Mistake # 9: Never Initiate Sex
I know, I know – how can you know that your partner wants you? The answer is – you can’t know that if you don’t try. The majority of men usually play a guessing game with you, so why don’t you try to play it too? Keep calm: a lot of men adore girls who like to start by themselves. Don’t do it too often, it may start to be uncomfortable, but to spice things up with it from time to time would be great.
Mistake # 10: Expect That He Will Do Everything By Himself
If you need lubrication – take the one you like. If you need condoms – get them. If you want him to go “downtown” – come on, say it gently or show that you want it! There are things that you should do by yourself. Don’t be surprised by some things that he might not know about you. Need it – get it. It is great if your lover has cared about everything you two may need, but it is a bit weird for a man to have a collection of all existing sex toys, a first aid kit, a cute little bear, and a mind-reading tool.
Ways To Help Yourself To A Better Sex Life: To Sum Up
- Relax and be honest – it is the best thing you can do before and during sex.
- Try something new, such as slavery, discipline (or domination), sadism, and masochism. You can try this BDSM site to find a partner or mentor.
- Discuss the experiments with your lover. Guys, don’t come to anal sex if you are not sure if your woman wants it. Girls, same.
- Be initiative. If you are a woman it does not mean that you should be shy and act like a virgin. Don’t get me wrong: it is nice and sexy to see a blushing woman in bed but if it doesn’t change with time, men can lose their interest.
- If you are a man – come on, be a bit more self-confident! It’s better to make a little mistake than to do nothing. Be careful with that, though…
- Respect the desires of your partner. If one does not want to do something, don’t pressure.
- Don’t be over-critical. If your honey offers you to try something new, don’t get mad or yell at her or him: it is not a healthy and adequate reaction. A simple “I don’t want it” will be enough.

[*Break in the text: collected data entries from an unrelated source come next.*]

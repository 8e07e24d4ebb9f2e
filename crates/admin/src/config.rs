//! Admin configuration loaded from environment variables.
//!
//! # Environment Variables
//!
//! ## Required
//! - `GIST_ID` - Id of the gist holding the portfolio document
//!
//! ## Optional
//! - `GIST_FILE_NAME` - Document file inside the gist (default: projects-config.json)
//! - `GIST_API_BASE` - Gist API base URL (default: <https://api.github.com>)
//! - `YOUTUBE_OEMBED_URL` - `YouTube` oEmbed endpoint (default: <https://www.youtube.com/oembed>)
//! - `VIMEO_API_BASE` - Vimeo simple API base (default: <https://vimeo.com/api/v2>)
//! - `SHOWREEL_SESSION_FILE` - Where the session credential is kept
//!   (default: `$XDG_RUNTIME_DIR/showreel/session`, else the temp dir)
//! - `SHOWREEL_TOKEN` - Credential used by `login` when none is typed in
//! - `SENTRY_DSN` - Sentry error tracking DSN
//! - `SENTRY_ENVIRONMENT` - Sentry environment name
//! - `SENTRY_SAMPLE_RATE` - Sentry error sample rate (default: 1.0)

use std::path::PathBuf;

use secrecy::SecretString;
use thiserror::Error;

const DEFAULT_GIST_API_BASE: &str = "https://api.github.com";
const DEFAULT_GIST_FILE_NAME: &str = "projects-config.json";
const DEFAULT_YOUTUBE_OEMBED_URL: &str = "https://www.youtube.com/oembed";
const DEFAULT_VIMEO_API_BASE: &str = "https://vimeo.com/api/v2";
const SESSION_DIR_NAME: &str = "showreel";
const SESSION_FILE_NAME: &str = "session";

/// Blocklist of common placeholder patterns (case-insensitive)
const PLACEHOLDER_PATTERNS: &[&str] = &[
    "your-",
    "changeme",
    "replace",
    "placeholder",
    "example",
    "xxx",
    "todo",
    "fixme",
    "insert",
    "enter-",
    "put-your",
    "add-your",
];

/// Configuration errors that can occur during loading.
#[derive(Debug, Error)]
pub enum ConfigError {
    #[error("Missing environment variable: {0}")]
    MissingEnvVar(String),
    #[error("Invalid environment variable {0}: {1}")]
    InvalidEnvVar(String, String),
    #[error("Insecure secret in {0}: {1}")]
    InsecureSecret(String, String),
}

/// Admin configuration.
#[derive(Debug, Clone)]
pub struct AdminConfig {
    /// Where the document lives
    pub gist: GistConfig,
    /// Video provider endpoints
    pub video: VideoConfig,
    /// Session credential file
    pub session_file: PathBuf,
    /// Credential from the environment, if provided
    pub token: Option<SecretString>,
    /// Sentry DSN for error tracking
    pub sentry_dsn: Option<String>,
    /// Sentry environment (e.g., "development", "production")
    pub sentry_environment: Option<String>,
    /// Sentry error sample rate (0.0 to 1.0)
    pub sentry_sample_rate: f32,
}

/// Location of the portfolio document.
#[derive(Debug, Clone)]
pub struct GistConfig {
    /// API base URL, without trailing slash
    pub api_base: String,
    /// Gist id (public, not a secret)
    pub gist_id: String,
    /// File inside the gist holding the document JSON
    pub file_name: String,
}

/// Video provider endpoints.
#[derive(Debug, Clone)]
pub struct VideoConfig {
    /// `YouTube` oEmbed endpoint
    pub youtube_oembed_url: String,
    /// Vimeo simple API base URL
    pub vimeo_api_base: String,
}

impl Default for VideoConfig {
    fn default() -> Self {
        Self {
            youtube_oembed_url: DEFAULT_YOUTUBE_OEMBED_URL.to_string(),
            vimeo_api_base: DEFAULT_VIMEO_API_BASE.to_string(),
        }
    }
}

impl AdminConfig {
    /// Load configuration from environment variables.
    ///
    /// Calls `dotenvy::dotenv()` to load from `.env` file if present.
    ///
    /// # Errors
    ///
    /// Returns `ConfigError` if `GIST_ID` is missing or malformed, or if
    /// `SHOWREEL_TOKEN` looks like a placeholder.
    pub fn from_env() -> Result<Self, ConfigError> {
        // Load .env file if present (ignore errors if not found)
        let _ = dotenvy::dotenv();

        let gist = GistConfig::from_env()?;
        let video = VideoConfig {
            youtube_oembed_url: get_env_or_default(
                "YOUTUBE_OEMBED_URL",
                DEFAULT_YOUTUBE_OEMBED_URL,
            ),
            vimeo_api_base: get_env_or_default("VIMEO_API_BASE", DEFAULT_VIMEO_API_BASE),
        };
        let session_file = get_optional_env("SHOWREEL_SESSION_FILE")
            .map_or_else(default_session_file, PathBuf::from);
        let token = get_optional_env("SHOWREEL_TOKEN")
            .map(|token| {
                validate_not_placeholder(&token, "SHOWREEL_TOKEN")?;
                Ok::<_, ConfigError>(SecretString::from(token))
            })
            .transpose()?;
        let sentry_dsn = get_optional_env("SENTRY_DSN");
        let sentry_environment = get_optional_env("SENTRY_ENVIRONMENT");
        let sentry_sample_rate = get_optional_env("SENTRY_SAMPLE_RATE")
            .and_then(|s| s.parse().ok())
            .unwrap_or(1.0);

        Ok(Self {
            gist,
            video,
            session_file,
            token,
            sentry_dsn,
            sentry_environment,
            sentry_sample_rate,
        })
    }
}

impl GistConfig {
    fn from_env() -> Result<Self, ConfigError> {
        let gist_id = get_required_env("GIST_ID")?;
        validate_gist_id(&gist_id)?;

        Ok(Self {
            api_base: get_env_or_default("GIST_API_BASE", DEFAULT_GIST_API_BASE),
            gist_id,
            file_name: get_env_or_default("GIST_FILE_NAME", DEFAULT_GIST_FILE_NAME),
        })
    }
}

// =============================================================================
// Helper Functions
// =============================================================================

/// Get a required environment variable.
fn get_required_env(key: &str) -> Result<String, ConfigError> {
    std::env::var(key).map_err(|_| ConfigError::MissingEnvVar(key.to_string()))
}

/// Get an optional environment variable. Empty values count as unset.
fn get_optional_env(key: &str) -> Option<String> {
    std::env::var(key).ok().filter(|v| !v.trim().is_empty())
}

/// Get an environment variable with a default value.
fn get_env_or_default(key: &str, default: &str) -> String {
    get_optional_env(key).unwrap_or_else(|| default.to_string())
}

/// Session-scoped default location for the credential file.
///
/// `XDG_RUNTIME_DIR` is wiped when the login session ends, which matches the
/// "survives reloads, not restarts" lifetime of the session.
fn default_session_file() -> PathBuf {
    get_optional_env("XDG_RUNTIME_DIR")
        .map_or_else(std::env::temp_dir, PathBuf::from)
        .join(SESSION_DIR_NAME)
        .join(SESSION_FILE_NAME)
}

/// Gist ids are hex strings; accept any ASCII alphanumeric id.
fn validate_gist_id(gist_id: &str) -> Result<(), ConfigError> {
    if gist_id.is_empty() || !gist_id.chars().all(|c| c.is_ascii_alphanumeric()) {
        return Err(ConfigError::InvalidEnvVar(
            "GIST_ID".to_string(),
            "must be a non-empty alphanumeric gist id".to_string(),
        ));
    }
    Ok(())
}

/// Reject values that look like a copied placeholder.
fn validate_not_placeholder(secret: &str, var_name: &str) -> Result<(), ConfigError> {
    let lower = secret.to_lowercase();

    for pattern in PLACEHOLDER_PATTERNS {
        if lower.contains(pattern) {
            return Err(ConfigError::InsecureSecret(
                var_name.to_string(),
                format!("appears to be a placeholder (contains '{pattern}')"),
            ));
        }
    }

    Ok(())
}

- Don’t be rude with your partner (unless he/she wants it, of course). Nothing affects arousal worse than unwanted rudeness.
- Try sexting if you feel that you are bored. It is harmless but so powerful.
- Add sensual massage to your foreplay. No comments.
- Write down your fantasies. If you don’t have a piece of paper at the moment the inspiration catches you – text your thoughts to your partner.
- Use lubrication if needed. There is no need to stand uncomfortable feelings or even pain just to show that you don’t need some additional things to ease the process.
- Try the positions you’ve never tried. Classic.
- A vibrator is not the replacement for a penis – it may be a great arousing toy and just an addition to your sex games. Try it.
- Try tantric sex. It will make your ordinary sex better, more sensual and emotional.
What can I say except for “don’t do stupid things” and “have a nice day”?
I can say that you can do whatever you want with your sex life. You can listen to me or not; you can choose anyone else to trust and follow the recommendations; you can do the wrong things and get new experience. Remember: all the people make mistakes, and you are not a special god-like one who cannot make them. You’re special and unique, but you are a person with desires, feelings, and, well, sex fantasies. The only thing I would recommend you to do is to respect all these of your partner, and don’t give up if you cannot make sex great for him or her. Try again and you’ll succeed, I promise.